To summarize current bleeding scales and their validation to assess applicability to bleeding in critically ill children.
We conducted electronic searches of Ovid MEDLINE, Ovid EMBASE, Cochrane Library, and Web of Science Core Collection databases from database inception to 2017.
Included studies contained a bleeding score, bleeding measurement tool, or clinical measurement of hemorrhage.
We identified 2,097 unique citations; 20 full-text articles were included in the final review.

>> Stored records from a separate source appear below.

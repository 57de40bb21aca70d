use config::{Config, ConfigError, Environment, File};
use serde::Deserialize;
use std::time::Duration;
use tracing_subscriber::{fmt, EnvFilter};

use crate::models::{MatchThresholds, ScoringWeights};

/// Application configuration
#[derive(Debug, Clone, Deserialize)]
pub struct Settings {
    pub server: ServerSettings,
    pub appwrite: AppwriteSettings,
    pub collection: CollectionSettings,
    #[serde(default)]
    pub database: DatabaseSettings,
    #[serde(default)]
    pub cache: CacheSettings,
    #[serde(default)]
    pub pricing: PricingSettings,
    #[serde(default)]
    pub matching: MatchingSettings,
    #[serde(default)]
    pub scoring: ScoringSettings,
    #[serde(default)]
    pub logging: LoggingSettings,
}

#[derive(Debug, Clone, Deserialize)]
pub struct ServerSettings {
    pub host: String,
    pub port: u16,
    pub workers: Option<usize>,
}

#[derive(Debug, Clone, Deserialize)]
pub struct AppwriteSettings {
    pub endpoint: String,
    pub api_key: String,
    pub project_id: String,
    pub database_id: String,
}

#[derive(Debug, Clone, Deserialize)]
pub struct CollectionSettings {
    pub user_profiles: String,
    pub cards: String,
}

/// Match store database; matches are kept in memory when `url` is unset
#[derive(Debug, Clone, Default, Deserialize)]
pub struct DatabaseSettings {
    pub url: Option<String>,
    pub max_connections: Option<u32>,
    pub min_connections: Option<u32>,
    pub acquire_timeout_secs: Option<u64>,
    pub idle_timeout_secs: Option<u64>,
}

#[derive(Debug, Clone, Default, Deserialize)]
pub struct CacheSettings {
    pub redis_url: Option<String>,
    pub ttl_secs: Option<u64>,
    pub l1_cache_size: Option<u64>,
}

#[derive(Debug, Clone, Deserialize)]
pub struct PricingSettings {
    #[serde(default = "default_pricing_enabled")]
    pub enabled: bool,
    #[serde(default = "default_pricing_base_url")]
    pub base_url: String,
    pub api_key: Option<String>,
    #[serde(default = "default_lookup_timeout_ms")]
    pub lookup_timeout_ms: u64,
    #[serde(default = "default_lookup_concurrency")]
    pub lookup_concurrency: usize,
}

impl Default for PricingSettings {
    fn default() -> Self {
        Self {
            enabled: default_pricing_enabled(),
            base_url: default_pricing_base_url(),
            api_key: None,
            lookup_timeout_ms: default_lookup_timeout_ms(),
            lookup_concurrency: default_lookup_concurrency(),
        }
    }
}

impl PricingSettings {
    pub fn lookup_timeout(&self) -> Duration {
        Duration::from_millis(self.lookup_timeout_ms)
    }
}

fn default_pricing_enabled() -> bool { true }
fn default_pricing_base_url() -> String { "https://api.pokemontcg.io/v2".to_string() }
fn default_lookup_timeout_ms() -> u64 { 3000 }
fn default_lookup_concurrency() -> usize { 8 }

#[derive(Debug, Clone, Deserialize)]
pub struct MatchingSettings {
    #[serde(default = "default_min_match_score")]
    pub min_match_score: f64,
    #[serde(default = "default_value_tolerance")]
    pub value_tolerance: f64,
    pub max_value_difference: Option<f64>,
    #[serde(default = "default_max_results")]
    pub max_results: usize,
    #[serde(default = "default_similarity_threshold")]
    pub similarity_threshold: f64,
    #[serde(default = "default_run_timeout_secs")]
    pub run_timeout_secs: u64,
}

impl Default for MatchingSettings {
    fn default() -> Self {
        Self {
            min_match_score: default_min_match_score(),
            value_tolerance: default_value_tolerance(),
            max_value_difference: None,
            max_results: default_max_results(),
            similarity_threshold: default_similarity_threshold(),
            run_timeout_secs: default_run_timeout_secs(),
        }
    }
}

impl MatchingSettings {
    /// Thresholds used when a request does not override them
    pub fn thresholds(&self) -> MatchThresholds {
        MatchThresholds {
            max_value_difference: self.max_value_difference,
            min_match_score: self.min_match_score,
            value_tolerance: self.value_tolerance,
            max_results: self.max_results,
            similarity_threshold: self.similarity_threshold,
        }
    }

    pub fn run_timeout(&self) -> Duration {
        Duration::from_secs(self.run_timeout_secs)
    }
}

fn default_min_match_score() -> f64 { MatchThresholds::DEFAULT_MIN_MATCH_SCORE }
fn default_value_tolerance() -> f64 { MatchThresholds::DEFAULT_VALUE_TOLERANCE }
fn default_max_results() -> usize { MatchThresholds::DEFAULT_MAX_RESULTS }
fn default_similarity_threshold() -> f64 { crate::core::similarity::DEFAULT_SIMILARITY_THRESHOLD }
fn default_run_timeout_secs() -> u64 { 30 }

#[derive(Debug, Clone, Default, Deserialize)]
pub struct ScoringSettings {
    #[serde(default)]
    pub weights: WeightsConfig,
}

#[derive(Debug, Clone, Deserialize)]
pub struct WeightsConfig {
    #[serde(default = "default_value_weight")]
    pub value: f64,
    #[serde(default = "default_mutual_benefit_weight")]
    pub mutual_benefit: f64,
    #[serde(default = "default_condition_weight")]
    pub condition: f64,
    #[serde(default = "default_rarity_weight")]
    pub rarity: f64,
    #[serde(default = "default_reputation_weight")]
    pub reputation: f64,
}

impl Default for WeightsConfig {
    fn default() -> Self {
        Self {
            value: default_value_weight(),
            mutual_benefit: default_mutual_benefit_weight(),
            condition: default_condition_weight(),
            rarity: default_rarity_weight(),
            reputation: default_reputation_weight(),
        }
    }
}

impl From<&WeightsConfig> for ScoringWeights {
    fn from(config: &WeightsConfig) -> Self {
        ScoringWeights {
            value: config.value,
            mutual_benefit: config.mutual_benefit,
            condition: config.condition,
            rarity: config.rarity,
            reputation: config.reputation,
        }
    }
}

fn default_value_weight() -> f64 { 0.25 }
fn default_mutual_benefit_weight() -> f64 { 0.30 }
fn default_condition_weight() -> f64 { 0.15 }
fn default_rarity_weight() -> f64 { 0.15 }
fn default_reputation_weight() -> f64 { 0.15 }

#[derive(Debug, Clone, Deserialize)]
pub struct LoggingSettings {
    #[serde(default = "default_log_level")]
    pub level: String,
    #[serde(default = "default_log_format")]
    pub format: String,
}

impl Default for LoggingSettings {
    fn default() -> Self {
        Self {
            level: default_log_level(),
            format: default_log_format(),
        }
    }
}

impl LoggingSettings {
    /// Install the global tracing subscriber
    ///
    /// `RUST_LOG` wins over `LOG_LEVEL`, which wins over the configured level;
    /// `LOG_FORMAT` likewise overrides the configured format.
    pub fn init(&self) {
        let level = std::env::var("LOG_LEVEL").unwrap_or_else(|_| self.level.clone());
        let format = std::env::var("LOG_FORMAT").unwrap_or_else(|_| self.format.clone());

        let filter = EnvFilter::try_from_default_env().unwrap_or_else(|_| EnvFilter::new(&level));
        let subscriber = fmt().with_env_filter(filter).with_target(false).with_level(true);

        if format == "pretty" {
            subscriber.pretty().init();
        } else {
            subscriber.json().init();
        }
    }
}

fn default_log_level() -> String { "info".to_string() }
fn default_log_format() -> String { "json".to_string() }

impl Settings {
    /// Load configuration from file and environment variables
    ///
    /// Configuration is loaded in the following order (later overrides earlier):
    /// 1. Default values in the struct
    /// 2. Configuration file (config/default.toml)
    /// 3. Environment variables (prefixed with TRADEMATCH__)
    pub fn load() -> Result<Self, ConfigError> {
        let settings = Config::builder()
            .add_source(File::with_name("config/default").required(false))
            // Local development overrides
            .add_source(File::with_name("config/local").required(false))
            // e.g., TRADEMATCH__SERVER__PORT -> server.port
            .add_source(environment())
            .build()?;

        substitute_env_vars(settings)?.try_deserialize()
    }
}

fn environment() -> Environment {
    Environment::with_prefix("TRADEMATCH")
        .prefix_separator("__")
        .separator("__")
        .try_parsing(true)
}

/// Apply the conventional unprefixed variables on top of loaded settings
///
/// `DATABASE_URL`, `APPWRITE_*` and `POKEMONTCG_API_KEY` win over files.
fn substitute_env_vars(settings: Config) -> Result<Config, ConfigError> {
    use std::env;

    let overrides = [
        ("DATABASE_URL", "database.url"),
        ("REDIS_URL", "cache.redis_url"),
        ("APPWRITE_ENDPOINT", "appwrite.endpoint"),
        ("APPWRITE_API_KEY", "appwrite.api_key"),
        ("APPWRITE_PROJECT_ID", "appwrite.project_id"),
        ("APPWRITE_DATABASE_ID", "appwrite.database_id"),
        ("POKEMONTCG_API_KEY", "pricing.api_key"),
    ];

    let mut builder = Config::builder().add_source(settings);
    for (var, key) in overrides {
        if let Some(value) = env::var(var).ok().filter(|v| !v.trim().is_empty()) {
            builder = builder.set_override(key, value)?;
        }
    }

    builder.build()
}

Of the 18 studies that included subjects (two others were expert consensus definitions), seven (39%) were pediatric-only, seven (39%) were adult-only, and four (22%) included both adults and children. Nine (50%) occurred with inpatients (two studies in critical care units), seven (39%) involved outpatients and two (11%) included both inpatients and outpatients. Thirty-nine percent of the scales were developed for those with idiopathic thrombocytopenic purpura and only two (12%) described critically ill patients. The majority (80%) included need for treatment (either RBC transfusion or surgical intervention). The majority (65%) did not report measures of reliability or validation to clinical outcomes.
There is a lack of validated bleeding scales to adequately assess bleeding and outcomes in critically ill children. Validated scales of bleeding are necessary and urgently needed.